(Saved entries)
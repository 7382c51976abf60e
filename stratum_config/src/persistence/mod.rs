//! User files on disk and the bookkeeping that decides when to rewrite them.
//!
//! Each component owns one JSON document at `<config_dir>/<component>.json`
//! whose top-level keys are system names. Documents are read through
//! [`UserFileLayout::load`] and fully rewritten by [`UserFileLayout::write`];
//! [`DirtyTracker`] records which components are stale.

mod dirty;
mod file;
mod options;

pub use dirty::{DirtyTracker, SaveFailure, SaveSummary};
pub use file::UserFile;
pub use options::{CONFIG_DIR_ENV, EngineOptions, UserFileLayout};

#[cfg(test)]
mod tests;
//! Projection of a manifest onto one system's default tree.

use super::{Manifest, MetadataEntry};
use crate::{ActionKey, Binding, Node, NodeMap, NodeMeta, System};

/// Default tree that `manifest` contributes to `system`.
///
/// Metadata entries are folded in: the node at each entry's path becomes
/// annotated, and existing metadata fields win over the entry's. Keybind
/// defaults become `group → action → [bindings]`, with the action array
/// annotated when metadata is declared for it. Returns `None` when the
/// manifest has no content for `system`.
///
/// # Examples
///
/// ```
/// use serde_json::json;
/// use stratum_config::{Manifest, MetadataEntry, System, manifest_view};
///
/// let manifest = Manifest::new()
///     .with_defaults(System::Logging, json!({"level": "info"}))
///     .with_metadata(System::Logging, MetadataEntry::titled("level", "log.level", "log.level.desc"));
/// let view = manifest_view(&manifest, System::Logging).expect("logging defaults");
/// let level = view.get("level").expect("level");
/// assert!(level.is_annotated());
/// assert!(manifest_view(&manifest, System::Ui).is_none());
/// ```
#[must_use]
pub fn manifest_view(manifest: &Manifest, system: System) -> Option<Node> {
    if !manifest.declares(system) {
        return None;
    }
    let mut tree = match system {
        System::Keybinds => keybinds_tree(manifest),
        _ => Node::from(manifest.defaults_for(system)?),
    };
    for entry in manifest.metadata.for_system(system) {
        let segments: Vec<&str> = entry.path.split('.').collect();
        if let Some(node) = tree.get_path_mut(&segments) {
            annotate(node, entry_meta(entry));
        }
    }
    Some(tree)
}

/// Default bindings `manifest` declares for `key`.
#[must_use]
pub fn default_bindings<'a>(manifest: &'a Manifest, key: &ActionKey) -> Option<&'a [Binding]> {
    manifest
        .keybinds
        .as_ref()?
        .get(&key.group)?
        .get(&key.action)
        .map(Vec::as_slice)
}

fn keybinds_tree(manifest: &Manifest) -> Node {
    let groups = manifest.keybinds.iter().flatten().map(|(group, actions)| {
        let entries: NodeMap = actions
            .iter()
            .map(|(action, bindings)| {
                let list = bindings.iter().map(Binding::to_node).collect();
                (action.clone(), Node::Array(list))
            })
            .collect();
        (group.clone(), Node::Object(entries))
    });
    Node::Object(groups.collect())
}

fn entry_meta(entry: &MetadataEntry) -> NodeMeta {
    NodeMeta {
        title: entry.title.clone(),
        description: entry.description.clone(),
        widget: entry.widget.clone(),
    }
}

pub(crate) fn annotate(node: &mut Node, meta: NodeMeta) {
    if meta.is_empty() {
        return;
    }
    match node {
        Node::Annotated(inner) => {
            let existing = inner.meta.get_or_insert_with(NodeMeta::default);
            if existing.title.is_none() {
                existing.title = meta.title;
            }
            if existing.description.is_none() {
                existing.description = meta.description;
            }
            if existing.widget.is_none() {
                existing.widget = meta.widget;
            }
        }
        plain => {
            let value = std::mem::replace(plain, Node::Null);
            *plain = Node::annotated(value, Some(meta));
        }
    }
}
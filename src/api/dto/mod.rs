//! Data Transfer Objects for API requests and responses.
//!
//! All DTOs use Serde for JSON serialization/deserialization and validator
//! for input validation.

pub mod batch;
pub mod shorten;
pub mod user_urls;
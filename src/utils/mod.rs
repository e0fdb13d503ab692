//! Utility functions for short code derivation and URL processing.
//!
//! - [`short_code`] - Deterministic short code derivation
//! - [`url_normalizer`] - URL validation and normalization

pub mod short_code;
pub mod url_normalizer;
//! Request extractors rendering their rejections as [`AppError`].

use axum::{
    Json,
    extract::{FromRequest, Request},
};
use serde::de::DeserializeOwned;

use crate::error::AppError;

/// JSON body extractor whose rejections use the API error envelope.
///
/// Any failure to read the body (syntax error, missing field, wrong
/// `Content-Type`) becomes a `400` with code `validation_error` instead of
/// axum's plain-text rejection.
pub struct ApiJson<T>(pub T);

impl<S, T> FromRequest<S> for ApiJson<T>
where
    T: DeserializeOwned,
    S: Send + Sync,
{
    type Rejection = AppError;

    async fn from_request(req: Request, state: &S) -> Result<Self, Self::Rejection> {
        let Json(value) = Json::<T>::from_request(req, state).await?;
        Ok(ApiJson(value))
    }
}
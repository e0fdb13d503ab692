//! Handler for batch shortening endpoint.

use axum::{Extension, Json, extract::State, http::StatusCode};
use validator::Validate;

use super::creation_status;
use crate::api::dto::batch::{BatchRequestItem, BatchResponseItem};
use crate::api::extract::ApiJson;
use crate::api::middleware::CurrentUser;
use crate::application::services::BatchItem;
use crate::error::AppError;
use crate::state::AppState;

/// Shortens many URLs in one call.
///
/// # Endpoint
///
/// `POST /api/shorten/batch`
///
/// # Request Body
///
/// ```json
/// [
///   { "correlation_id": "a", "original_url": "https://example.com/one" },
///   { "correlation_id": "b", "original_url": "https://example.com/two" }
/// ]
/// ```
///
/// # Response
///
/// ```json
/// [
///   { "correlation_id": "a", "short_url": "http://localhost:8080/Ab3_x9Qz" },
///   { "correlation_id": "b", "short_url": "http://localhost:8080/Q0f-Lm2a" }
/// ]
/// ```
///
/// Items come back in request order. Status is 201, or 409 if any URL was
/// already shortened; non-colliding URLs are stored either way.
///
/// # Errors
///
/// Returns 400 Bad Request if any item is invalid. Nothing is stored then.
pub async fn shorten_batch_handler(
    State(state): State<AppState>,
    Extension(CurrentUser(owner)): Extension<CurrentUser>,
    ApiJson(payload): ApiJson<Vec<BatchRequestItem>>,
) -> Result<(StatusCode, Json<Vec<BatchResponseItem>>), AppError> {
    for item in &payload {
        item.validate()?;
    }

    let items = payload
        .into_iter()
        .map(|item| BatchItem::new(item.correlation_id, item.original_url))
        .collect();

    let outcome = state.batch_service.shorten_batch(items, owner).await?;

    let response = outcome
        .items
        .into_iter()
        .map(|result| BatchResponseItem {
            short_url: state.link_service.short_url(&result.short),
            correlation_id: result.correlation_id,
        })
        .collect();

    Ok((creation_status(outcome.duplicate), Json(response)))
}
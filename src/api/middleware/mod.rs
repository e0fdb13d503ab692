//! HTTP middleware for request processing.
//!
//! Provides caller identity, body compression, and observability middleware.

pub mod compression;
pub mod tracing;
pub mod user_token;

pub use user_token::CurrentUser;
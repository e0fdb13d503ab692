//! Infrastructure layer for external integrations.
//!
//! Implements the storage contract defined by the domain layer.
//!
//! # Modules
//!
//! - [`persistence`] - memory, JSON file and PostgreSQL mapping repositories

pub mod persistence;
//! Background worker applying queued soft deletes.

use std::sync::Arc;

use tokio::sync::mpsc;
use tracing::{debug, error, info};

use crate::domain::delete_event::DeleteRequest;
use crate::domain::repositories::MappingRepository;

/// Drains the delete queue until every sender is dropped.
///
/// Each request is applied with [`MappingRepository::mark_deleted`]. A failed
/// request is logged and dropped; there is no retry and no feedback to the
/// request that enqueued it.
pub async fn run_delete_worker<R>(mut rx: mpsc::Receiver<DeleteRequest>, repository: Arc<R>)
where
    R: MappingRepository + ?Sized,
{
    while let Some(request) = rx.recv().await {
        if request.is_empty() {
            continue;
        }

        debug!(
            owner = request.owner,
            count = request.shorts.len(),
            "Applying delete request"
        );

        if let Err(e) = repository
            .mark_deleted(request.owner, &request.shorts)
            .await
        {
            error!(
                owner = request.owner,
                count = request.shorts.len(),
                backend = repository.backend_name(),
                "Failed to apply delete request: {}",
                e
            );
        }
    }

    info!("Delete worker stopped");
}

#[cfg(test)]
mod tests {
    use super::*;
    use crate::domain::repositories::{MockMappingRepository, StoreError};

    #[tokio::test]
    async fn test_worker_applies_requests_in_order() {
        let mut mock_repo = MockMappingRepository::new();
        let mut seq = mockall::Sequence::new();

        mock_repo
            .expect_mark_deleted()
            .withf(|owner, shorts| *owner == 1 && shorts.len() == 1 && shorts[0] == "a")
            .times(1)
            .in_sequence(&mut seq)
            .returning(|_, _| Ok(()));

        mock_repo
            .expect_mark_deleted()
            .withf(|owner, shorts| *owner == 2 && shorts.len() == 2)
            .times(1)
            .in_sequence(&mut seq)
            .returning(|_, _| Ok(()));

        let (tx, rx) = mpsc::channel(8);
        tx.send(DeleteRequest::new(1, vec!["a".to_string()]))
            .await
            .unwrap();
        tx.send(DeleteRequest::new(2, vec!["b".to_string(), "c".to_string()]))
            .await
            .unwrap();
        drop(tx);

        run_delete_worker(rx, Arc::new(mock_repo)).await;
    }

    #[tokio::test]
    async fn test_worker_skips_empty_requests() {
        let mut mock_repo = MockMappingRepository::new();
        mock_repo.expect_mark_deleted().times(0);

        let (tx, rx) = mpsc::channel(8);
        tx.send(DeleteRequest::new(1, Vec::new())).await.unwrap();
        drop(tx);

        run_delete_worker(rx, Arc::new(mock_repo)).await;
    }

    #[tokio::test]
    async fn test_worker_survives_backend_failure() {
        let mut mock_repo = MockMappingRepository::new();
        let mut seq = mockall::Sequence::new();

        mock_repo.expect_backend_name().return_const("mock");

        mock_repo
            .expect_mark_deleted()
            .times(1)
            .in_sequence(&mut seq)
            .returning(|_, _| Err(StoreError::Io(std::io::Error::other("disk full"))));

        mock_repo
            .expect_mark_deleted()
            .times(1)
            .in_sequence(&mut seq)
            .returning(|_, _| Ok(()));

        let (tx, rx) = mpsc::channel(8);
        tx.send(DeleteRequest::new(1, vec!["a".to_string()]))
            .await
            .unwrap();
        tx.send(DeleteRequest::new(1, vec!["b".to_string()]))
            .await
            .unwrap();
        drop(tx);

        run_delete_worker(rx, Arc::new(mock_repo)).await;
    }
}
//! Mapping storage backends.
//!
//! Three interchangeable implementations of
//! [`crate::domain::repositories::MappingRepository`]:
//!
//! - [`MemoryMappingRepository`] - process memory, one exclusive lock
//! - [`FileMappingRepository`] - one JSON document rewritten on every mutation
//! - [`PgMappingRepository`] - PostgreSQL table with unique constraints
//!
//! The memory and file backends share [`document::MappingDocument`], so their
//! uniqueness and ownership rules cannot drift apart.

pub mod document;
pub mod file_mapping_repository;
pub mod memory_mapping_repository;
pub mod pg_mapping_repository;

pub use document::MappingDocument;
pub use file_mapping_repository::FileMappingRepository;
pub use memory_mapping_repository::MemoryMappingRepository;
pub use pg_mapping_repository::PgMappingRepository;
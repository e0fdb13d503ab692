//! Repository trait definitions for the domain layer.
//!
//! The storage layer is a single capability set, [`MappingRepository`],
//! implemented by three interchangeable backends in
//! `crate::infrastructure::persistence`. Mock implementations are
//! auto-generated via `mockall` for unit tests.
//!
//! # Testing
//!
//! See `tests/repository_contract.rs` and `tests/repository_pg.rs`.

pub mod mapping_repository;

pub use mapping_repository::{MappingRepository, StoreError};

#[cfg(test)]
pub use mapping_repository::MockMappingRepository;
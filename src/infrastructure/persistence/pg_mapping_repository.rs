//! PostgreSQL implementation of mapping repository.

use async_trait::async_trait;
use sqlx::{PgPool, Postgres, Row, Transaction};
use std::sync::Arc;
use tracing::{debug, error};

use crate::domain::entities::{NewMapping, StoredUrl, UserId};
use crate::domain::repositories::{MappingRepository, StoreError};

const INSERT_MAPPING: &str = r#"
    INSERT INTO short_urls (short_url, long_url, user_id)
    VALUES ($1, $2, $3)
    ON CONFLICT DO NOTHING
"#;

/// PostgreSQL repository for short URL mappings.
///
/// One row per short code. Uniqueness of `short_url` comes from the primary
/// key and uniqueness of active `long_url` values from a partial unique index;
/// inserts use `ON CONFLICT DO NOTHING`, so a conflict surfaces as zero
/// affected rows rather than as a database error.
pub struct PgMappingRepository {
    pool: Arc<PgPool>,
}

impl PgMappingRepository {
    /// Creates a new repository with a database connection pool.
    pub fn new(pool: Arc<PgPool>) -> Self {
        Self { pool }
    }

    /// Applies the embedded schema migrations.
    pub async fn migrate(&self) -> Result<(), StoreError> {
        sqlx::migrate!("./migrations")
            .run(self.pool.as_ref())
            .await
            .map_err(|e| StoreError::Database(e.into()))
    }

    async fn insert_in(
        tx: &mut Transaction<'_, Postgres>,
        short: &str,
        long: &str,
        owner: UserId,
    ) -> Result<bool, StoreError> {
        let result = sqlx::query(INSERT_MAPPING)
            .bind(short)
            .bind(long)
            .bind(i64::from(owner))
            .execute(&mut **tx)
            .await
            .map_err(log_fatal("put_batch"))?;

        Ok(result.rows_affected() == 1)
    }
}

fn log_fatal(operation: &'static str) -> impl FnOnce(sqlx::Error) -> StoreError {
    move |e| {
        error!(operation, "Database error: {}", e);
        StoreError::Database(e)
    }
}

#[async_trait]
impl MappingRepository for PgMappingRepository {
    fn backend_name(&self) -> &'static str {
        "postgres"
    }

    async fn put(&self, short: &str, long: &str, owner: UserId) -> Result<(), StoreError> {
        let result = sqlx::query(INSERT_MAPPING)
            .bind(short)
            .bind(long)
            .bind(i64::from(owner))
            .execute(self.pool.as_ref())
            .await
            .map_err(log_fatal("put"))?;

        if result.rows_affected() == 0 {
            debug!(short, long, "Duplicate mapping rejected");
            return Err(StoreError::Duplicate);
        }

        Ok(())
    }

    async fn get(&self, short: &str) -> Result<Option<StoredUrl>, StoreError> {
        let row = sqlx::query(
            r#"
            SELECT long_url, is_deleted
            FROM short_urls
            WHERE short_url = $1
            "#,
        )
        .bind(short)
        .fetch_optional(self.pool.as_ref())
        .await
        .map_err(log_fatal("get"))?;

        row.map(|r| -> Result<StoredUrl, StoreError> {
            Ok(StoredUrl {
                long_url: r.try_get("long_url")?,
                deleted: r.try_get("is_deleted")?,
            })
        })
        .transpose()
    }

    async fn list_by_owner(&self, owner: UserId) -> Result<Vec<String>, StoreError> {
        let shorts = sqlx::query_scalar::<_, String>(
            r#"
            SELECT short_url
            FROM short_urls
            WHERE user_id = $1
            ORDER BY id
            "#,
        )
        .bind(i64::from(owner))
        .fetch_all(self.pool.as_ref())
        .await
        .map_err(log_fatal("list_by_owner"))?;

        Ok(shorts)
    }

    async fn put_batch(&self, items: &[NewMapping], owner: UserId) -> Result<(), StoreError> {
        let mut tx = self.pool.begin().await.map_err(log_fatal("put_batch"))?;

        let mut skipped = 0usize;
        for item in items {
            if !Self::insert_in(&mut tx, &item.short, &item.long, owner).await? {
                skipped += 1;
            }
        }

        tx.commit().await.map_err(log_fatal("put_batch"))?;

        if skipped > 0 {
            debug!(skipped, total = items.len(), "Batch contained duplicates");
            return Err(StoreError::Duplicate);
        }

        Ok(())
    }

    async fn mark_deleted(&self, owner: UserId, shorts: &[String]) -> Result<(), StoreError> {
        let result = sqlx::query(
            r#"
            UPDATE short_urls
            SET is_deleted = TRUE
            WHERE user_id = $1
              AND short_url = ANY($2)
              AND NOT is_deleted
            "#,
        )
        .bind(i64::from(owner))
        .bind(shorts)
        .execute(self.pool.as_ref())
        .await
        .map_err(log_fatal("mark_deleted"))?;

        debug!(
            owner,
            changed = result.rows_affected(),
            requested = shorts.len(),
            "Marked mappings deleted"
        );

        Ok(())
    }

    async fn ping(&self) -> Result<(), StoreError> {
        sqlx::query("SELECT 1")
            .execute(self.pool.as_ref())
            .await
            .map_err(log_fatal("ping"))?;
        Ok(())
    }
}
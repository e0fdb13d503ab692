//! DTOs for the JSON shortening endpoint.

use serde::{Deserialize, Serialize};
use validator::Validate;

/// Request to shorten a single URL.
#[derive(Debug, Deserialize, Validate)]
pub struct ShortenRequest {
    /// The original URL to shorten.
    #[validate(url(message = "Invalid URL format"))]
    pub url: String,
}

/// Public short URL handed back for a shortened URL.
///
/// The body is the same whether the URL was freshly stored (`201`) or
/// already known (`409`).
#[derive(Debug, Serialize, Deserialize)]
pub struct ShortenResponse {
    pub result: String,
}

* **Activity**
Using the entries above, copy out all lines that contain the string "domain".

* **Finished task**
//! Implements the storage contract defined by the domain layer.
use crate::domain::delete_event::DeleteRequest;
use crate::domain::repositories::MappingRepository;
    use crate::domain::repositories::{MockMappingRepository, StoreError};
//! [`crate::domain::repositories::MappingRepository`]:
//! Repository trait definitions for the domain layer.
use crate::domain::entities::{NewMapping, StoredUrl, UserId};
use crate::domain::repositories::{MappingRepository, StoreError};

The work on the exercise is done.